While everyone loves excavating and the thrill of new discoveries help fuel the impulse, fieldwork is only the first component of a newly discovered object’s life and the last destructive event of an artifact’s context.  The study, description and analysis, and final publication of archaeological material are important phases of archaeology.  It is often not glamorous or “on location” at the archaeological site, but relegated to storerooms and mundane-sounding finds processing.

 

View of Sector B of the Palatine East Excavations (taken early 1990s)

View of Sector B of the Palatine East Excavations (taken early 1990s)

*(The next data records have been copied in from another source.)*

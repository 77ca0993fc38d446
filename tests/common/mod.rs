//! Shared fixtures for integration tests.

#![allow(dead_code)]

use obesity_pipeline::data::synthetic::bmi_labelled;
use obesity_pipeline::data::{Frequency, Gender, LabeledDataset, PatientRecord, Transport, YesNo};
use obesity_pipeline::pipeline::{FittedPipeline, PipelineSpec};
use std::sync::OnceLock;

/// Small but learnable booster settings.
pub fn quick_spec() -> PipelineSpec {
    PipelineSpec {
        n_estimators: 30,
        ..PipelineSpec::default()
    }
}

/// BMI-labelled training table, identical across calls.
pub fn training_set() -> LabeledDataset {
    bmi_labelled(210, 11)
}

/// Pipeline fit once per test binary on [`training_set`].
pub fn trained_pipeline() -> &'static FittedPipeline {
    static PIPELINE: OnceLock<FittedPipeline> = OnceLock::new();
    PIPELINE.get_or_init(|| {
        FittedPipeline::fit(&training_set(), &quick_spec()).expect("synthetic data fits")
    })
}

/// Young woman, 1.70 m, 70 kg (BMI about 24.2).
pub fn scenario_a() -> PatientRecord {
    PatientRecord {
        gender: Gender::Female,
        age: 23.0,
        height: 1.70,
        weight: 70.0,
        family_history: YesNo::Yes,
        favc: YesNo::Yes,
        fcvc: 2.0,
        ncp: 3.0,
        caec: Frequency::Sometimes,
        smoke: YesNo::No,
        ch2o: 2.0,
        scc: YesNo::No,
        faf: 1.0,
        tue: 1.0,
        calc: Frequency::Sometimes,
        transport: Transport::PublicTransit,
    }
}

/// Scenario A with a heavy build: 1.60 m, 150 kg (BMI about 58.6).
pub fn scenario_b() -> PatientRecord {
    PatientRecord {
        height: 1.60,
        weight: 150.0,
        ..scenario_a()
    }
}
pub(crate) use super::*;

#[test]
fn test_from_vec() {
    let m = Matrix::from_vec(2, 3, vec![1.0_f32, 2.0, 3.0, 4.0, 5.0, 6.0])
        .expect("test data has correct dimensions: 2*3=6 elements");
    assert_eq!(m.shape(), (2, 3));
    assert!((m.get(0, 0) - 1.0).abs() < 1e-6);
    assert!((m.get(1, 2) - 6.0).abs() < 1e-6);
}

#[test]
fn test_from_vec_error() {
    let result = Matrix::from_vec(2, 3, vec![1.0_f32, 2.0, 3.0]);
    assert!(result.is_err());
}

#[test]
fn test_zeros_usize() {
    let m = Matrix::<usize>::zeros(3, 3);
    assert_eq!(m.shape(), (3, 3));
    assert!(m.as_slice().iter().all(|&x| x == 0));
}

#[test]
fn test_set_then_get() {
    let mut m = Matrix::<f32>::zeros(2, 2);
    m.set(1, 0, 7.5);
    assert!((m.get(1, 0) - 7.5).abs() < 1e-6);
    assert!(m.get(0, 1).abs() < 1e-6);
}

#[test]
fn test_row_and_column() {
    let m = Matrix::from_vec(2, 3, vec![1.0_f32, 2.0, 3.0, 4.0, 5.0, 6.0])
        .expect("test data has correct dimensions: 2*3=6 elements");
    assert_eq!(m.row(1), &[4.0, 5.0, 6.0]);
    assert_eq!(m.column(1), vec![2.0, 5.0]);
}

#[test]
fn test_select_rows_preserves_requested_order() {
    let m = Matrix::from_vec(3, 2, vec![0.0_f32, 0.5, 1.0, 1.5, 2.0, 2.5])
        .expect("test data has correct dimensions: 3*2=6 elements");
    let picked = m.select_rows(&[2, 0]);
    assert_eq!(picked.shape(), (2, 2));
    assert_eq!(picked.row(0), &[2.0, 2.5]);
    assert_eq!(picked.row(1), &[0.0, 0.5]);
}

#[test]
fn test_select_rows_empty() {
    let m = Matrix::from_vec(1, 4, vec![1.0_f32; 4]).expect("1*4=4 elements");
    let picked = m.select_rows(&[]);
    assert_eq!(picked.shape(), (0, 4));
}
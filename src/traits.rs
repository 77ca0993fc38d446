//! Core traits for transformers and classifiers.
//!
//! These traits define the API contracts the pipeline composes.

use crate::error::Result;
use crate::primitives::Matrix;

/// Trait for data transformers (scalers, encoders).
///
/// ```
/// use obesity_pipeline::prelude::*;
///
/// let x = Matrix::from_vec(3, 1, vec![1.0, 2.0, 3.0]).unwrap();
/// let mut scaler = StandardScaler::new();
/// let scaled = scaler.fit_transform(&x).unwrap();
/// assert!(scaled.get(1, 0).abs() < 1e-6);
/// ```
pub trait Transformer {
    /// Fits the transformer to data.
    ///
    /// # Errors
    ///
    /// Returns an error if fitting fails.
    fn fit(&mut self, x: &Matrix<f32>) -> Result<()>;

    /// Transforms data using fitted parameters.
    ///
    /// # Errors
    ///
    /// Returns an error if transformer is not fitted.
    fn transform(&self, x: &Matrix<f32>) -> Result<Matrix<f32>>;

    /// Fits and transforms in one step.
    ///
    /// # Errors
    ///
    /// Returns an error if fitting fails.
    fn fit_transform(&mut self, x: &Matrix<f32>) -> Result<Matrix<f32>> {
        self.fit(x)?;
        self.transform(x)
    }
}

/// Multiclass classifier over dense feature rows and class indices.
pub trait Classifier {
    /// Fits on features `x` and labels `y` (class indices `0..n_classes`).
    ///
    /// # Errors
    ///
    /// Returns an error on dimension mismatch, empty input, or bad labels.
    fn fit(&mut self, x: &Matrix<f32>, y: &[usize]) -> Result<()>;

    /// Most probable class index per row.
    ///
    /// # Errors
    ///
    /// Returns an error if the model is not fitted or the width differs.
    fn predict(&self, x: &Matrix<f32>) -> Result<Vec<usize>>;

    /// Class probabilities per row; each inner vector sums to 1.
    ///
    /// # Errors
    ///
    /// Returns an error if the model is not fitted or the width differs.
    fn predict_proba(&self, x: &Matrix<f32>) -> Result<Vec<Vec<f32>>>;

    /// Accuracy on `(x, y)`.
    ///
    /// # Errors
    ///
    /// Propagates prediction errors; fails if `y` and `x` differ in length.
    fn score(&self, x: &Matrix<f32>, y: &[usize]) -> Result<f32> {
        let predictions = self.predict(x)?;
        if predictions.len() != y.len() {
            return Err(crate::error::PipelineError::DimensionMismatch {
                expected: format!("{} labels", predictions.len()),
                actual: format!("{} labels", y.len()),
            });
        }
        Ok(crate::metrics::accuracy(&predictions, y))
    }
}
//! Artifact round-trip, determinism, and load-failure tests.

mod common;

use obesity_pipeline::config::TrainingConfig;
use obesity_pipeline::data::synthetic::bmi_labelled;
use obesity_pipeline::loading::ArtifactHandle;
use obesity_pipeline::pipeline::FittedPipeline;
use obesity_pipeline::serialization::ARTIFACT_MAGIC;
use obesity_pipeline::training::{fit_for_export, train_and_export};
use obesity_pipeline::PipelineError;
use proptest::prelude::*;
use std::fs;
use tempfile::tempdir;

#[test]
fn saved_pipeline_reproduces_probabilities_exactly() {
    let pipeline = common::trained_pipeline();
    let dir = tempdir().unwrap();
    let path = dir.path().join("model.obp");
    let written = pipeline.save(&path).unwrap();
    assert_eq!(written as u64, fs::metadata(&path).unwrap().len());

    let loaded = FittedPipeline::load(&path).unwrap();
    assert_eq!(&loaded, pipeline);
    for row in common::training_set().rows().iter().take(30) {
        let a = pipeline.predict_proba(row).unwrap();
        let b = loaded.predict_proba(row).unwrap();
        assert_eq!(a, b);
    }
    let record = common::scenario_a();
    assert_eq!(
        pipeline.predict(&record).unwrap(),
        loaded.predict(&record).unwrap()
    );
}

#[test]
fn identical_training_yields_identical_bytes() {
    let dataset = bmi_labelled(105, 3);
    let config = TrainingConfig {
        booster: common::quick_spec(),
        cv_folds: 3,
        ..TrainingConfig::default()
    };
    let a = fit_for_export(&dataset, &config).unwrap().to_bytes().unwrap();
    let b = fit_for_export(&dataset, &config).unwrap().to_bytes().unwrap();
    assert_eq!(a, b);
    assert_eq!(&a[..4], ARTIFACT_MAGIC);
}

#[test]
fn identical_training_runs_write_identical_files() {
    let dir = tempdir().unwrap();
    let csv = dir.path().join("obesity.csv");
    bmi_labelled(70, 9).write_csv(&csv).unwrap();

    let run = |name: &str| {
        let config = TrainingConfig {
            dataset: csv.clone(),
            artifact: dir.path().join(name),
            booster: common::quick_spec(),
            evaluate: false,
            ..TrainingConfig::default()
        };
        train_and_export(&config).unwrap();
        fs::read(dir.path().join(name)).unwrap()
    };
    assert_eq!(run("first.obp"), run("second.obp"));
}

#[test]
fn zero_byte_artifact_is_missing() {
    let dir = tempdir().unwrap();
    let path = dir.path().join("empty.obp");
    fs::write(&path, b"").unwrap();
    assert!(matches!(
        FittedPipeline::load(&path),
        Err(PipelineError::MissingArtifact { .. })
    ));
}

#[test]
fn absent_artifact_is_missing() {
    let dir = tempdir().unwrap();
    let err = FittedPipeline::load(dir.path().join("nope.obp")).unwrap_err();
    match err {
        PipelineError::MissingArtifact { path, .. } => assert!(path.ends_with("nope.obp")),
        other => panic!("unexpected error: {other}"),
    }
}

#[test]
fn handle_refuses_corrupt_artifact() {
    let dir = tempdir().unwrap();
    let path = dir.path().join("model.obp");
    common::trained_pipeline().save(&path).unwrap();
    let mut bytes = fs::read(&path).unwrap();
    let mid = bytes.len() / 2;
    bytes[mid] ^= 0x5A;
    fs::write(&path, &bytes).unwrap();

    let handle = ArtifactHandle::new(&path);
    assert!(matches!(
        handle.get(),
        Err(PipelineError::MissingArtifact { .. })
    ));
    assert!(!handle.is_loaded());
}

#[test]
fn handle_recovers_once_artifact_appears() {
    let dir = tempdir().unwrap();
    let path = dir.path().join("late.obp");
    let handle = ArtifactHandle::new(&path);
    assert!(handle.get().is_err());

    common::trained_pipeline().save(&path).unwrap();
    let first = handle.get().unwrap() as *const FittedPipeline;
    let second = handle.get().unwrap() as *const FittedPipeline;
    assert_eq!(first, second);
    assert!(handle.is_loaded());
}

proptest! {
    #![proptest_config(ProptestConfig::with_cases(32))]

    #[test]
    fn truncated_artifact_is_rejected(cut in 0usize..4096) {
        let bytes = common::trained_pipeline().to_bytes().unwrap();
        let keep = cut % bytes.len();
        let dir = tempdir().unwrap();
        let path = dir.path().join("truncated.obp");
        fs::write(&path, &bytes[..keep]).unwrap();
        let is_missing = matches!(
            FittedPipeline::load(&path),
            Err(PipelineError::MissingArtifact { .. })
        );
        prop_assert!(is_missing);
    }
}
//! Artifact container for fitted pipelines.
//!
//! ```text
//! [4-byte magic: "OBP1"]
//! [4-byte format version, u32 LE]
//! [8-byte payload length, u64 LE]
//! [bincode payload]
//! [4-byte CRC32 of payload, u32 LE]
//! ```
//!
//! The payload carries no timestamps or host data, so serializing the same
//! value twice yields identical bytes.
//!
//! ```
//! use obesity_pipeline::serialization::{decode, encode};
//!
//! let bytes = encode(&vec![1.5_f32, 2.5]).unwrap();
//! assert_eq!(&bytes[..4], b"OBP1");
//! let back: Vec<f32> = decode(&bytes).unwrap();
//! assert_eq!(back, vec![1.5, 2.5]);
//! ```

use crate::error::{PipelineError, Result};
use bincode::Options;
use serde::de::DeserializeOwned;
use serde::Serialize;
use std::fs;
use std::path::Path;

/// Magic bytes at the start of every artifact.
pub const ARTIFACT_MAGIC: [u8; 4] = *b"OBP1";

/// Current container format version.
pub const FORMAT_VERSION: u32 = 1;

/// Magic + version + payload length.
const HEADER_LEN: usize = 16;

/// Trailing CRC32.
const TRAILER_LEN: usize = 4;

/// Serializes `value` into the artifact container.
///
/// # Errors
///
/// Returns [`PipelineError::Serialization`] if bincode rejects the value.
pub fn encode<T: Serialize>(value: &T) -> Result<Vec<u8>> {
    let payload = bincode::DefaultOptions::new()
        .with_fixint_encoding()
        .serialize(value)?;

    let mut output = Vec::with_capacity(HEADER_LEN + payload.len() + TRAILER_LEN);
    output.extend_from_slice(&ARTIFACT_MAGIC);
    output.extend_from_slice(&FORMAT_VERSION.to_le_bytes());
    output.extend_from_slice(&(payload.len() as u64).to_le_bytes());
    output.extend_from_slice(&payload);
    output.extend_from_slice(&crc32fast::hash(&payload).to_le_bytes());
    Ok(output)
}

/// Validates the container and deserializes its payload.
///
/// # Errors
///
/// Returns [`PipelineError::CorruptArtifact`] for a short buffer, bad magic,
/// unsupported version, length or checksum mismatch, or undecodable payload.
pub fn decode<T: DeserializeOwned>(bytes: &[u8]) -> Result<T> {
    let corrupt = |msg: String| PipelineError::CorruptArtifact(msg);

    if bytes.is_empty() {
        return Err(corrupt("artifact is empty".to_string()));
    }
    if bytes.len() < HEADER_LEN + TRAILER_LEN {
        return Err(corrupt(format!("artifact too short: {} bytes", bytes.len())));
    }

    let magic = &bytes[0..4];
    if magic != ARTIFACT_MAGIC {
        return Err(corrupt(format!(
            "invalid magic: expected {ARTIFACT_MAGIC:?}, got {magic:?}"
        )));
    }

    let version = u32::from_le_bytes([bytes[4], bytes[5], bytes[6], bytes[7]]);
    if version != FORMAT_VERSION {
        return Err(corrupt(format!(
            "unsupported format version {version} (expected {FORMAT_VERSION})"
        )));
    }

    let mut len_bytes = [0u8; 8];
    len_bytes.copy_from_slice(&bytes[8..16]);
    let payload_len = u64::from_le_bytes(len_bytes);
    let expected_total = (HEADER_LEN + TRAILER_LEN) as u64 + payload_len;
    if expected_total != bytes.len() as u64 {
        return Err(corrupt(format!(
            "length mismatch: header declares {payload_len} payload bytes, file has {}",
            bytes.len() - HEADER_LEN - TRAILER_LEN
        )));
    }

    let payload_end = bytes.len() - TRAILER_LEN;
    let payload = &bytes[HEADER_LEN..payload_end];
    let mut crc_bytes = [0u8; 4];
    crc_bytes.copy_from_slice(&bytes[payload_end..]);
    let stored = u32::from_le_bytes(crc_bytes);
    let computed = crc32fast::hash(payload);
    if stored != computed {
        return Err(corrupt(format!(
            "checksum mismatch: stored {stored:#010x}, computed {computed:#010x}"
        )));
    }

    bincode::DefaultOptions::new()
        .with_fixint_encoding()
        .with_limit(payload.len() as u64)
        .reject_trailing_bytes()
        .deserialize(payload)
        .map_err(|e| corrupt(format!("payload decode failed: {e}")))
}

/// Writes `value` to `path` through a sibling temporary file and a rename,
/// so readers never observe a half-written artifact. Returns the byte count.
///
/// # Errors
///
/// Returns [`PipelineError::Io`] on filesystem failure.
pub fn write_artifact<T: Serialize, P: AsRef<Path>>(path: P, value: &T) -> Result<usize> {
    let path = path.as_ref();
    let bytes = encode(value)?;
    if let Some(parent) = path.parent().filter(|p| !p.as_os_str().is_empty()) {
        fs::create_dir_all(parent)?;
    }
    let tmp = path.with_extension("tmp");
    fs::write(&tmp, &bytes)?;
    fs::rename(&tmp, path)?;
    log::info!("wrote artifact {} ({} bytes)", path.display(), bytes.len());
    Ok(bytes.len())
}

/// Reads and decodes the artifact at `path`.
///
/// # Errors
///
/// Every failure, whether unreadable or corrupt, is reported as
/// [`PipelineError::MissingArtifact`] naming the path.
pub fn read_artifact<T: DeserializeOwned, P: AsRef<Path>>(path: P) -> Result<T> {
    let path = path.as_ref();
    let missing = |reason: String| PipelineError::MissingArtifact {
        path: path.to_path_buf(),
        reason,
    };
    let bytes = fs::read(path).map_err(|e| missing(e.to_string()))?;
    let value = decode(&bytes).map_err(|e| missing(e.to_string()))?;
    log::debug!("read artifact {} ({} bytes)", path.display(), bytes.len());
    Ok(value)
}
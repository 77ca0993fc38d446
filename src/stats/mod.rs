//! Descriptive statistics over `f32` samples.
//!
//! - Quantiles and percentiles using the R-7 method (Hyndman & Fan 1996)
//! - Five-number summary (min, Q1, median, Q3, max)
//! - Covariance and Pearson correlation matrices
//!
//! `NaN` samples are treated as missing and dropped before any statistic
//! is computed.
//!
//! # Examples
//!
//! ```
//! use obesity_pipeline::stats::DescriptiveStats;
//!
//! let data = [1.0, 2.0, 3.0, 4.0, 5.0];
//! let stats = DescriptiveStats::new(&data);
//!
//! assert_eq!(stats.quantile(0.5).unwrap(), 3.0);
//! assert_eq!(stats.quantile(0.0).unwrap(), 1.0);
//! assert_eq!(stats.quantile(1.0).unwrap(), 5.0);
//! ```

pub mod covariance;

pub use covariance::{corr, corr_matrix, cov};

use crate::error::{PipelineError, Result};
use serde::{Deserialize, Serialize};

/// Descriptive statistics over the non-`NaN` values of a slice.
#[derive(Debug, Clone)]
pub struct DescriptiveStats {
    sorted: Vec<f32>,
}

/// Five-number summary: minimum, Q1, median, Q3, maximum.
///
/// This is the foundation for box plots and outlier detection.
#[derive(Debug, Clone, Copy, PartialEq, Serialize, Deserialize)]
pub struct FiveNumberSummary {
    /// Smallest value
    pub min: f32,
    /// 25th percentile
    pub q1: f32,
    /// 50th percentile
    pub median: f32,
    /// 75th percentile
    pub q3: f32,
    /// Largest value
    pub max: f32,
}

impl FiveNumberSummary {
    /// Interquartile range, `q3 - q1`.
    #[must_use]
    pub fn iqr(&self) -> f32 {
        self.q3 - self.q1
    }
}

impl DescriptiveStats {
    /// Collects and sorts the observed values of `data`.
    #[must_use]
    pub fn new(data: &[f32]) -> Self {
        let mut sorted: Vec<f32> = data.iter().copied().filter(|v| !v.is_nan()).collect();
        sorted.sort_by(f32::total_cmp);
        Self { sorted }
    }

    /// Number of observed values.
    #[must_use]
    pub fn len(&self) -> usize {
        self.sorted.len()
    }

    /// Returns true if no value was observed.
    #[must_use]
    pub fn is_empty(&self) -> bool {
        self.sorted.is_empty()
    }

    /// Arithmetic mean, `NaN` when empty.
    #[must_use]
    pub fn mean(&self) -> f32 {
        if self.sorted.is_empty() {
            return f32::NAN;
        }
        let sum: f64 = self.sorted.iter().map(|&v| f64::from(v)).sum();
        (sum / self.sorted.len() as f64) as f32
    }

    /// Quantile by linear interpolation between order statistics (R-7).
    ///
    /// `h = (n - 1) * q`, result `x[floor(h)] + (h - floor(h)) * (x[ceil(h)] - x[floor(h)])`.
    ///
    /// # Errors
    ///
    /// Returns an error if no value was observed or `q` is outside [0, 1].
    pub fn quantile(&self, q: f64) -> Result<f32> {
        if self.sorted.is_empty() {
            return Err(PipelineError::Other(
                "cannot compute quantile of empty sample".into(),
            ));
        }
        if !(0.0..=1.0).contains(&q) {
            return Err(PipelineError::Other(format!(
                "quantile must be in [0, 1], got {q}"
            )));
        }
        Ok(self.interpolate(q))
    }

    /// Several percentiles (0-100) at once.
    ///
    /// ```
    /// use obesity_pipeline::stats::DescriptiveStats;
    ///
    /// let stats = DescriptiveStats::new(&[1.0, 2.0, 3.0, 4.0, 5.0]);
    /// let p = stats.percentiles(&[25.0, 50.0, 75.0]).unwrap();
    /// assert_eq!(p, vec![2.0, 3.0, 4.0]);
    /// ```
    ///
    /// # Errors
    ///
    /// Returns an error if no value was observed or a percentile is outside [0, 100].
    pub fn percentiles(&self, percentiles: &[f64]) -> Result<Vec<f32>> {
        percentiles.iter().map(|&p| self.quantile(p / 100.0)).collect()
    }

    /// Min, quartiles, and max.
    ///
    /// # Errors
    ///
    /// Returns an error if no value was observed.
    pub fn five_number_summary(&self) -> Result<FiveNumberSummary> {
        Ok(FiveNumberSummary {
            min: self.quantile(0.0)?,
            q1: self.quantile(0.25)?,
            median: self.quantile(0.5)?,
            q3: self.quantile(0.75)?,
            max: self.quantile(1.0)?,
        })
    }

    fn interpolate(&self, q: f64) -> f32 {
        let n = self.sorted.len();
        let h = (n - 1) as f64 * q;
        let lo = h.floor() as usize;
        let hi = h.ceil() as usize;
        if lo == hi {
            return self.sorted[lo];
        }
        let fraction = (h - lo as f64) as f32;
        self.sorted[lo] + fraction * (self.sorted[hi] - self.sorted[lo])
    }
}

The Palatine East Excavations (1993-1999), direct by Dr. Eric Hostetter (professor emeritus, University of Illinois at Urbana-Champaign) were the first systematic excavation of the northeast slope of the Palatine Hill in Rome, Italy.  The hill is one of Rome’s famed seven hills, the home to its emperors for hundreds of years, and the site of its earliest settlements.  The excavated materials which we are studying consist of a broad range of finds that include fresco fragments, terracotta sculpture, worked bone, lamps, and pottery.  This last class of material, pottery, consists of over 15 metric tons (ca. 15,000 kgs. or 33,000 lbs.) of broken pottery.  Since 1999, it has been the task of the Palatine East Pottery Project (PEPP), directed by J. Theodore Peña (University of California at Berkeley), and assisted by Dr. Janne Ikaheimo (Oulu University, Finland), and Dr. Victor Martinez (University of North Carolina at Chapel Hill) and a host of archaeology graduate students (most recently Jennifer Black, U. Cal-Berkeley) and other student volunteers and apprentices (this year including Jason Greenwald and Angus Leydic, both from Duquesne University).

Our storage space in the base of the Chiaraviglio apartments of the American Academy in Rome

Our storage space in the base of the Chiaraviglio apartments of the American Academy in Rome

 

Dr. Victor Martinez (UNC-CH) fins a join among the many fragments of Calabrian wine amphorae (so-called form Keay 52s).

Dr. Victor Martinez (UNC-CH) fins a join among the many fragments of Calabrian wine amphorae (so-called form Keay 52s).